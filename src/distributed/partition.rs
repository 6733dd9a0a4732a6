// SPDX-License-Identifier: MPL-2.0

//! Row decomposition of an N×N field over a group of workers.

use std::ops::Range;

use crate::error::{Error, Result};

/// Contiguous block of rows owned by one worker.
#[derive(Debug, Clone, Copy, PartialEq, Eq, Default)]
pub struct PartitionDescriptor {
    /// First row of the block.
    pub starting_row: usize,
    /// Number of rows in the block, possibly zero.
    pub row_count: usize,
}

impl PartitionDescriptor {
    /// Block of `row_count` rows starting at `starting_row`.
    pub fn new(starting_row: usize, row_count: usize) -> Self {
        Self {
            starting_row,
            row_count,
        }
    }

    /// Rows of the block.
    pub fn rows(&self) -> Range<usize> {
        self.starting_row..self.starting_row + self.row_count
    }

    /// Wire representation, the pair `(starting_row, row_count)`.
    pub fn to_wire(&self) -> [u64; 2] {
        [self.starting_row as u64, self.row_count as u64]
    }

    /// Read the pair sent by [`to_wire`](Self::to_wire).
    pub fn from_wire(wire: &[u64]) -> Result<Self> {
        match wire {
            [start, count] => Ok(Self::new(*start as usize, *count as usize)),
            _ => Err(Error::protocol(format!(
                "row assignment must be 2 integers, got {}",
                wire.len()
            ))),
        }
    }
}

/// Rows owned by `rank` when `n` rows are split over `group_size` workers.
///
/// Every worker gets `ceil(n / group_size)` rows except the last ones,
/// which get what remains, possibly nothing.
pub fn local_rows(n: usize, group_size: usize, rank: usize) -> PartitionDescriptor {
    if group_size == 0 {
        return PartitionDescriptor::default();
    }
    let block = (n + group_size - 1) / group_size;
    let starting_row = (rank * block).min(n);
    let row_count = block.min(n - starting_row);
    PartitionDescriptor::new(starting_row, row_count)
}

/// Row blocks of every rank of a group, in rank order.
pub fn all_rows(n: usize, group_size: usize) -> Vec<PartitionDescriptor> {
    (0..group_size)
        .map(|rank| local_rows(n, group_size, rank))
        .collect()
}

/// Offset and number of samples sent to or received from one rank.
#[derive(Debug, Clone, Copy, PartialEq, Eq)]
pub struct DistributionEntry {
    /// Index of the first sample in the full field.
    pub offset: usize,
    /// Number of samples.
    pub count: usize,
}

/// Per rank offsets and counts of a row distributed field, owned by the coordinator.
#[derive(Debug, Clone, PartialEq, Eq)]
pub struct DistributionTable {
    row_width: usize,
    entries: Vec<DistributionEntry>,
}

impl DistributionTable {
    /// Build the table from the row blocks of all ranks, in rank order.
    ///
    /// The blocks must tile the rows `0..n_rows` exactly,
    /// anything else is a configuration error.
    pub fn from_descriptors(
        row_width: usize,
        n_rows: usize,
        descriptors: &[PartitionDescriptor],
    ) -> Result<Self> {
        let total: usize = descriptors.iter().map(|d| d.row_count).sum();
        if total != n_rows {
            return Err(Error::partition(format!(
                "row counts sum to {}, expected {}",
                total, n_rows
            )));
        }

        let mut blocks: Vec<&PartitionDescriptor> =
            descriptors.iter().filter(|d| d.row_count > 0).collect();
        blocks.sort_by_key(|d| d.starting_row);
        let mut next_row = 0;
        for block in blocks {
            if block.starting_row != next_row {
                return Err(Error::partition(format!(
                    "rows {:?} do not start at row {}",
                    block.rows(),
                    next_row
                )));
            }
            next_row = block.rows().end;
        }

        let entries = descriptors
            .iter()
            .map(|d| DistributionEntry {
                offset: d.starting_row * row_width,
                count: d.row_count * row_width,
            })
            .collect();
        Ok(Self { row_width, entries })
    }

    /// Number of ranks.
    pub fn len(&self) -> usize {
        self.entries.len()
    }

    /// True for a table without ranks.
    pub fn is_empty(&self) -> bool {
        self.entries.is_empty()
    }

    /// Samples per row.
    pub fn row_width(&self) -> usize {
        self.row_width
    }

    /// Entries in rank order.
    pub fn entries(&self) -> &[DistributionEntry] {
        &self.entries
    }

    /// Entry of one rank.
    pub fn entry(&self, rank: usize) -> Option<DistributionEntry> {
        self.entries.get(rank).copied()
    }

    /// Sample range of one rank in the full field.
    pub fn range(&self, rank: usize) -> Option<Range<usize>> {
        self.entry(rank).map(|e| e.offset..e.offset + e.count)
    }

    /// Byte offset of one rank for samples of `elem_size` bytes.
    pub fn byte_offset(&self, rank: usize, elem_size: usize) -> Option<usize> {
        self.entry(rank).map(|e| e.offset * elem_size)
    }

    /// Byte count of one rank for samples of `elem_size` bytes.
    pub fn byte_count(&self, rank: usize, elem_size: usize) -> Option<usize> {
        self.entry(rank).map(|e| e.count * elem_size)
    }
}
// SPDX-License-Identifier: MPL-2.0

//! Error type shared by the reconstruction pipeline and its distributed variant.

use thiserror::Error;

/// Result type for holofft operations.
pub type Result<T> = std::result::Result<T, Error>;

/// Errors that can occur while setting up or running a reconstruction.
///
/// Everything except the collective errors signals a static configuration
/// defect and is reported before the first frame is processed.
#[derive(Debug, Error)]
pub enum Error {
    /// The transform backend could not plan a transform of this size.
    #[error("cannot plan a {size}x{size} transform")]
    Plan {
        /// Requested side length.
        size: usize,
    },

    /// Input image dimensions do not match the configured field size.
    #[error("image is {width}x{height}, expected {expected}x{expected}")]
    ImageSize {
        /// Width of the rejected image.
        width: usize,
        /// Height of the rejected image.
        height: usize,
        /// Configured field side length.
        expected: usize,
    },

    /// A buffer does not have the length required by the plan or field it is used with.
    #[error("buffer holds {actual} samples, expected {expected}")]
    SizeMismatch {
        /// Required number of samples.
        expected: usize,
        /// Number of samples provided.
        actual: usize,
    },

    /// Worker row assignments do not tile the rows of the field exactly.
    #[error("invalid row partition: {0}")]
    Partition(String),

    /// A collective did not complete within the transport timeout.
    #[error("collective {op} timed out on rank {rank}")]
    CollectiveTimeout {
        /// Name of the collective operation.
        op: &'static str,
        /// Rank that gave up waiting.
        rank: usize,
    },

    /// A peer left the group while a collective was in flight.
    #[error("rank {peer} disconnected during {op}")]
    Disconnected {
        /// Name of the collective operation.
        op: &'static str,
        /// Rank of the missing peer.
        peer: usize,
    },

    /// A collective received a payload of the wrong kind or length.
    #[error("protocol error: {0}")]
    Protocol(String),

    /// Invalid configuration.
    #[error("configuration error: {0}")]
    Config(String),
}

impl Error {
    /// Create a partition error with a custom message.
    pub fn partition<S: Into<String>>(msg: S) -> Self {
        Error::Partition(msg.into())
    }

    /// Create a protocol error with a custom message.
    pub fn protocol<S: Into<String>>(msg: S) -> Self {
        Error::Protocol(msg.into())
    }

    /// Create a configuration error with a custom message.
    pub fn config<S: Into<String>>(msg: S) -> Self {
        Error::Config(msg.into())
    }
}

#[cfg(test)]
mod tests {
    use super::*;

    #[test]
    fn image_size_display() {
        let err = Error::ImageSize {
            width: 640,
            height: 480,
            expected: 1024,
        };
        assert_eq!(err.to_string(), "image is 640x480, expected 1024x1024");
    }

    #[test]
    fn partition_constructor() {
        let err = Error::partition("rows sum to 7, expected 8");
        assert!(matches!(err, Error::Partition(_)));
        assert!(err.to_string().contains("invalid row partition"));
    }

    #[test]
    fn timeout_display_names_rank() {
        let err = Error::CollectiveTimeout {
            op: "barrier",
            rank: 3,
        };
        assert_eq!(err.to_string(), "collective barrier timed out on rank 3");
    }
}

*****

### THE TASK
This exercise requires all the entries to be written out again exactly.

### RESPONSE
filename src/distributed/partition.rs
repository 6733dd9a0a4732a6
// SPDX-License-Identifier: MPL-2.0

//! Row decomposition of an N×N field over a group of workers.

use std::ops::Range;

use crate::error::{Error, Result};

/// Contiguous block of rows owned by one worker.
#[derive(Debug, Clone, Copy, PartialEq, Eq, Default)]
pub struct PartitionDescriptor {
    /// First row of the block.
    pub starting_row: usize,
    /// Number of rows in the block, possibly zero.
    pub row_count: usize,
}

impl PartitionDescriptor {
    /// Block of `row_count` rows starting at `starting_row`.
    pub fn new(starting_row: usize, row_count: usize) -> Self {
        Self {
            starting_row,
            row_count,
        }
    }

    /// Rows of the block.
    pub fn rows(&self) -> Range<usize> {
        self.starting_row..self.starting_row + self.row_count
    }

    /// Wire representation, the pair `(starting_row, row_count)`.
    pub fn to_wire(&self) -> [u64; 2] {
        [self.starting_row as u64, self.row_count as u64]
    }

    /// Read the pair sent by [`to_wire`](Self::to_wire).
    pub fn from_wire(wire: &[u64]) -> Result<Self> {
        match wire {
            [start, count] => Ok(Self::new(*start as usize, *count as usize)),
            _ => Err(Error::protocol(format!(
                "row assignment must be 2 integers, got {}",
                wire.len()
            ))),
        }
    }
}

/// Rows owned by `rank` when `n` rows are split over `group_size` workers.
///
/// Every worker gets `ceil(n / group_size)` rows except the last ones,
/// which get what remains, possibly nothing.
pub fn local_rows(n: usize, group_size: usize, rank: usize) -> PartitionDescriptor {
    if group_size == 0 {
        return PartitionDescriptor::default();
    }
    let block = (n + group_size - 1) / group_size;
    let starting_row = (rank * block).min(n);
    let row_count = block.min(n - starting_row);
    PartitionDescriptor::new(starting_row, row_count)
}

/// Row blocks of every rank of a group, in rank order.
pub fn all_rows(n: usize, group_size: usize) -> Vec<PartitionDescriptor> {
    (0..group_size)
        .map(|rank| local_rows(n, group_size, rank))
        .collect()
}

/// Offset and number of samples sent to or received from one rank.
#[derive(Debug, Clone, Copy, PartialEq, Eq)]
pub struct DistributionEntry {
    /// Index of the first sample in the full field.
    pub offset: usize,
    /// Number of samples.
    pub count: usize,
}

/// Per rank offsets and counts of a row distributed field, owned by the coordinator.
#[derive(Debug, Clone, PartialEq, Eq)]
pub struct DistributionTable {
    row_width: usize,
    entries: Vec<DistributionEntry>,
}

impl DistributionTable {
    /// Build the table from the row blocks of all ranks, in rank order.
    ///
    /// The blocks must tile the rows `0..n_rows` exactly,
    /// anything else is a configuration error.
    pub fn from_descriptors(
        row_width: usize,
        n_rows: usize,
        descriptors: &[PartitionDescriptor],
    ) -> Result<Self> {
        let total: usize = descriptors.iter().map(|d| d.row_count).sum();
        if total != n_rows {
            return Err(Error::partition(format!(
                "row counts sum to {}, expected {}",
                total, n_rows
            )));
        }

        let mut blocks: Vec<&PartitionDescriptor> =
            descriptors.iter().filter(|d| d.row_count > 0).collect();
        blocks.sort_by_key(|d| d.starting_row);
        let mut next_row = 0;
        for block in blocks {
            if block.starting_row != next_row {
                return Err(Error::partition(format!(
                    "rows {:?} do not start at row {}",
                    block.rows(),
                    next_row
                )));
            }
            next_row = block.rows().end;
        }

        let entries = descriptors
            .iter()
            .map(|d| DistributionEntry {
                offset: d.starting_row * row_width,
                count: d.row_count * row_width,
            })
            .collect();
        Ok(Self { row_width, entries })
    }

    /// Number of ranks.
    pub fn len(&self) -> usize {
        self.entries.len()
    }

    /// True for a table without ranks.
    pub fn is_empty(&self) -> bool {
        self.entries.is_empty()
    }

    /// Samples per row.
    pub fn row_width(&self) -> usize {
        self.row_width
    }

    /// Entries in rank order.
    pub fn entries(&self) -> &[DistributionEntry] {
        &self.entries
    }

    /// Entry of one rank.
    pub fn entry(&self, rank: usize) -> Option<DistributionEntry> {
        self.entries.get(rank).copied()
    }

    /// Sample range of one rank in the full field.
    pub fn range(&self, rank: usize) -> Option<Range<usize>> {
        self.entry(rank).map(|e| e.offset..e.offset + e.count)
    }

    /// Byte offset of one rank for samples of `elem_size` bytes.
    pub fn byte_offset(&self, rank: usize, elem_size: usize) -> Option<usize> {
        self.entry(rank).map(|e| e.offset * elem_size)
    }

    /// Byte count of one rank for samples of `elem_size` bytes.
    pub fn byte_count(&self, rank: usize, elem_size: usize) -> Option<usize> {
        self.entry(rank).map(|e| e.count * elem_size)
    }
}
// SPDX-License-Identifier: MPL-2.0

//! Error type shared by the reconstruction pipeline and its distributed variant.

use thiserror::Error;

/// Result type for holofft operations.
pub type Result<T> = std::result::Result<T, Error>;

/// Errors that can occur while setting up or running a reconstruction.
///
/// Everything except the collective errors signals a static configuration
/// defect and is reported before the first frame is processed.
#[derive(Debug, Error)]
pub enum Error {
    /// The transform backend could not plan a transform of this size.
    #[error("cannot plan a {size}x{size} transform")]
    Plan {
        /// Requested side length.
        size: usize,
    },

    /// Input image dimensions do not match the configured field size.
    #[error("image is {width}x{height}, expected {expected}x{expected}")]
    ImageSize {
        /// Width of the rejected image.
        width: usize,
        /// Height of the rejected image.
        height: usize,
        /// Configured field side length.
        expected: usize,
    },

    /// A buffer does not have the length required by the plan or field it is used with.
    #[error("buffer holds {actual} samples, expected {expected}")]
    SizeMismatch {
        /// Required number of samples.
        expected: usize,
        /// Number of samples provided.
        actual: usize,
    },

    /// Worker row assignments do not tile the rows of the field exactly.
    #[error("invalid row partition: {0}")]
    Partition(String),

    /// A collective did not complete within the transport timeout.
    #[error("collective {op} timed out on rank {rank}")]
    CollectiveTimeout {
        /// Name of the collective operation.
        op: &'static str,
        /// Rank that gave up waiting.
        rank: usize,
    },

    /// A peer left the group while a collective was in flight.
    #[error("rank {peer} disconnected during {op}")]
    Disconnected {
        /// Name of the collective operation.
        op: &'static str,
        /// Rank of the missing peer.
        peer: usize,
    },

    /// A collective received a payload of the wrong kind or length.
    #[error("protocol error: {0}")]
    Protocol(String),

    /// Invalid configuration.
    #[error("configuration error: {0}")]
    Config(String),
}

impl Error {
    /// Create a partition error with a custom message.
    pub fn partition<S: Into<String>>(msg: S) -> Self {
        Error::Partition(msg.into())
    }

    /// Create a protocol error with a custom message.
    pub fn protocol<S: Into<String>>(msg: S) -> Self {
        Error::Protocol(msg.into())
    }

    /// Create a configuration error with a custom message.
    pub fn config<S: Into<String>>(msg: S) -> Self {
        Error::Config(msg.into())
    }
}

#[cfg(test)]
mod tests {
    use super::*;

    #[test]
    fn image_size_display() {
        let err = Error::ImageSize {
            width: 640,
            height: 480,
            expected: 1024,
        };
        assert_eq!(err.to_string(), "image is 640x480, expected 1024x1024");
    }

    #[test]
    fn partition_constructor() {
        let err = Error::partition("rows sum to 7, expected 8");
        assert!(matches!(err, Error::Partition(_)));
        assert!(err.to_string().contains("invalid row partition"));
    }

    #[test]
    fn timeout_display_names_rank() {
        let err = Error::CollectiveTimeout {
            op: "barrier",
            rank: 3,
        };
        assert_eq!(err.to_string(), "collective barrier timed out on rank 3");
    }
}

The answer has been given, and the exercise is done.